The Kleene theorem establishes a fundamental link between automata and expressions over the free monoid. Numerous generalisations of this result exist in the literature; on one hand, lifting this result to a weighted setting has been widely studied. On the other hand, beyond the free monoid, different monoids can be considered: for instance, two-way automata, and even tree-walking automata, can be described by expressions using the free inverse monoid. In the present work, we aim at combining both research directions and consider weighted extensions of automata and expressions over a class of monoids that we call pre-rational, generalising both the free inverse monoid and graded monoids. The presence of idempotent elements in these pre-rational monoids leads in the weighted setting to consider infinite sums. To handle such sums, we will have to restrict ourselves to rationally additive semirings. Our main result is thus a generalisation of the Kleene theorem for pre-rational monoids and rationally additive semirings. As a corollary, we obtain a class of expressions equivalent to weighted two-way automata, as well as one for tree-walking automata.

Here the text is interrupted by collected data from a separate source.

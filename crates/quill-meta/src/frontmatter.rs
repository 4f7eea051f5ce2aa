//! Frontmatter record and schema.
//!
//! A [`Frontmatter`] is the parsed YAML block at the top of a markdown
//! document. Parsing is permissive: every field is optional and unknown keys
//! are kept in [`Frontmatter::extra`]. Strict checks live in
//! [`Frontmatter::validate`].

use std::collections::BTreeMap;

use chrono::{DateTime, Utc};
use serde::{Deserialize, Serialize};

use crate::MetadataError;

/// Default page layout applied by [`Frontmatter::validate`].
pub const DEFAULT_LAYOUT: &str = "main";

/// Parsed frontmatter block.
#[derive(Clone, Debug, Default, PartialEq, Serialize, Deserialize)]
#[serde(rename_all = "camelCase")]
pub struct Frontmatter {
    #[serde(default, skip_serializing_if = "Option::is_none")]
    pub title: Option<String>,

    #[serde(default, skip_serializing_if = "Option::is_none")]
    pub description: Option<String>,

    /// Absolute URL of the social preview image.
    #[serde(default, skip_serializing_if = "Option::is_none")]
    pub image: Option<String>,

    #[serde(default, skip_serializing_if = "Option::is_none")]
    pub author: Option<String>,

    /// Explicit `false` hides the document.
    #[serde(default, skip_serializing_if = "Option::is_none")]
    pub published: Option<bool>,

    /// Documents dated in the future are hidden until then.
    #[serde(
        default,
        deserialize_with = "crate::date::deserialize_opt",
        skip_serializing_if = "Option::is_none"
    )]
    pub published_at: Option<DateTime<Utc>>,

    #[serde(
        default,
        deserialize_with = "crate::date::deserialize_opt",
        skip_serializing_if = "Option::is_none"
    )]
    pub updated_at: Option<DateTime<Utc>>,

    /// Replaces the file name when building the URL slug.
    #[serde(default, skip_serializing_if = "Option::is_none")]
    pub slug: Option<String>,

    #[serde(default, skip_serializing_if = "Option::is_none")]
    pub excerpt: Option<String>,

    #[serde(default, skip_serializing_if = "Option::is_none")]
    pub sort: Option<i64>,

    #[serde(default, skip_serializing_if = "Vec::is_empty")]
    pub tags: Vec<String>,

    #[serde(default, skip_serializing_if = "Option::is_none")]
    pub layout: Option<String>,

    #[serde(default, skip_serializing_if = "BTreeMap::is_empty")]
    pub http_headers: BTreeMap<String, String>,

    #[serde(default, skip_serializing_if = "Option::is_none")]
    pub cache: Option<CacheSetting>,

    #[serde(default, skip_serializing_if = "Option::is_none")]
    pub meta: Option<SeoOverrides>,

    #[serde(default, skip_serializing_if = "Option::is_none")]
    pub redirect: Option<Redirect>,

    /// Keys not covered by the schema.
    #[serde(flatten)]
    pub extra: BTreeMap<String, serde_json::Value>,
}

/// Response caching hint for the serving layer.
#[derive(Clone, Debug, PartialEq, Serialize, Deserialize)]
#[serde(untagged)]
pub enum CacheSetting {
    Enabled(bool),
    Options(CacheOptions),
}

#[derive(Clone, Debug, Default, PartialEq, Eq, Serialize, Deserialize)]
#[serde(rename_all = "camelCase")]
pub struct CacheOptions {
    #[serde(default, skip_serializing_if = "Option::is_none")]
    pub expires_in: Option<u64>,
    #[serde(default, skip_serializing_if = "Option::is_none")]
    pub expires_at: Option<String>,
    #[serde(default, skip_serializing_if = "Option::is_none")]
    pub privacy: Option<String>,
    #[serde(default, skip_serializing_if = "Vec::is_empty")]
    pub statuses: Vec<u16>,
    #[serde(default, skip_serializing_if = "Option::is_none")]
    pub otherwise: Option<String>,
}

/// Per-page overrides for social and SEO tags.
#[derive(Clone, Debug, Default, PartialEq, Serialize, Deserialize)]
#[serde(rename_all = "camelCase")]
pub struct SeoOverrides {
    pub fb_title: Option<String>,
    pub fb_description: Option<String>,
    pub fb_image: Option<String>,
    pub fb_type: Option<String>,
    pub fb_locale: Option<String>,
    pub fb_site_name: Option<String>,
    pub tw_title: Option<String>,
    pub tw_description: Option<String>,
    pub tw_image: Option<String>,
    pub tw_author: Option<String>,
    pub tw_card: Option<String>,
    pub tw_site: Option<String>,
    pub tw_creator: Option<String>,
    pub keywords: Option<Vec<String>>,
    pub canonical: Option<String>,
    pub robots: Option<String>,
    pub structured_data: Option<serde_json::Map<String, serde_json::Value>>,
}

/// Redirect instruction; `to` is required.
#[derive(Clone, Debug, PartialEq, Eq, Serialize, Deserialize)]
pub struct Redirect {
    pub to: String,
    #[serde(default)]
    pub permanent: bool,
}

/// A single schema rule that a frontmatter record broke.
#[derive(Clone, Debug, PartialEq, Eq, thiserror::Error)]
#[error("\"{field}\" {message}")]
pub struct SchemaViolation {
    /// Offending field, in frontmatter spelling.
    pub field: String,
    pub message: String,
}

impl SchemaViolation {
    fn new(field: &str, message: &str) -> Self {
        Self {
            field: field.to_owned(),
            message: message.to_owned(),
        }
    }
}

impl Frontmatter {
    /// Parse a YAML payload.
    ///
    /// Empty content yields a default record.
    ///
    /// # Errors
    ///
    /// Returns [`MetadataError::Parse`] if the YAML is malformed or a field
    /// has the wrong type.
    pub fn from_yaml(content: &str) -> Result<Self, MetadataError> {
        let trimmed = content.trim();
        if trimmed.is_empty() {
            return Ok(Self::default());
        }

        serde_yaml::from_str(trimmed).map_err(|e| MetadataError::Parse(format!("Invalid YAML: {e}")))
    }

    /// Check the strict schema and apply defaults.
    ///
    /// Required: non-empty `title` and `description`. `image` must be an
    /// absolute URL. `redirect.to` must be non-empty. `layout` defaults to
    /// [`DEFAULT_LAYOUT`].
    ///
    /// # Errors
    ///
    /// Returns the first [`SchemaViolation`] found.
    pub fn validate(mut self) -> Result<Self, SchemaViolation> {
        require_text(self.title.as_deref(), "title")?;
        require_text(self.description.as_deref(), "description")?;

        if let Some(image) = &self.image
            && url::Url::parse(image).is_err()
        {
            return Err(SchemaViolation::new("image", "must be a valid uri"));
        }

        if let Some(redirect) = &self.redirect
            && redirect.to.trim().is_empty()
        {
            return Err(SchemaViolation::new("redirect.to", "is not allowed to be empty"));
        }

        if self.layout.is_none() {
            self.layout = Some(DEFAULT_LAYOUT.to_owned());
        }

        Ok(self)
    }
}

fn require_text(value: Option<&str>, field: &str) -> Result<(), SchemaViolation> {
    match value {
        None => Err(SchemaViolation::new(field, "is required")),
        Some(s) if s.trim().is_empty() => {
            Err(SchemaViolation::new(field, "is not allowed to be empty"))
        }
        Some(_) => Ok(()),
    }
}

Nicolas Baudru, Louis-Marie Dando, Nathan Lhote, Benjamin Monmege, Pierre-Alain Reynier, and Jean-Marc Talbot. Weighted Automata and Expressions over Pre-Rational Monoids. In 30th EACSL Annual Conference on Computer Science Logic (CSL 2022). Leibniz International Proceedings in Informatics (LIPIcs), Volume 216, pp. 6:1-6:16, Schloss Dagstuhl – Leibniz-Zentrum für Informatik (2022)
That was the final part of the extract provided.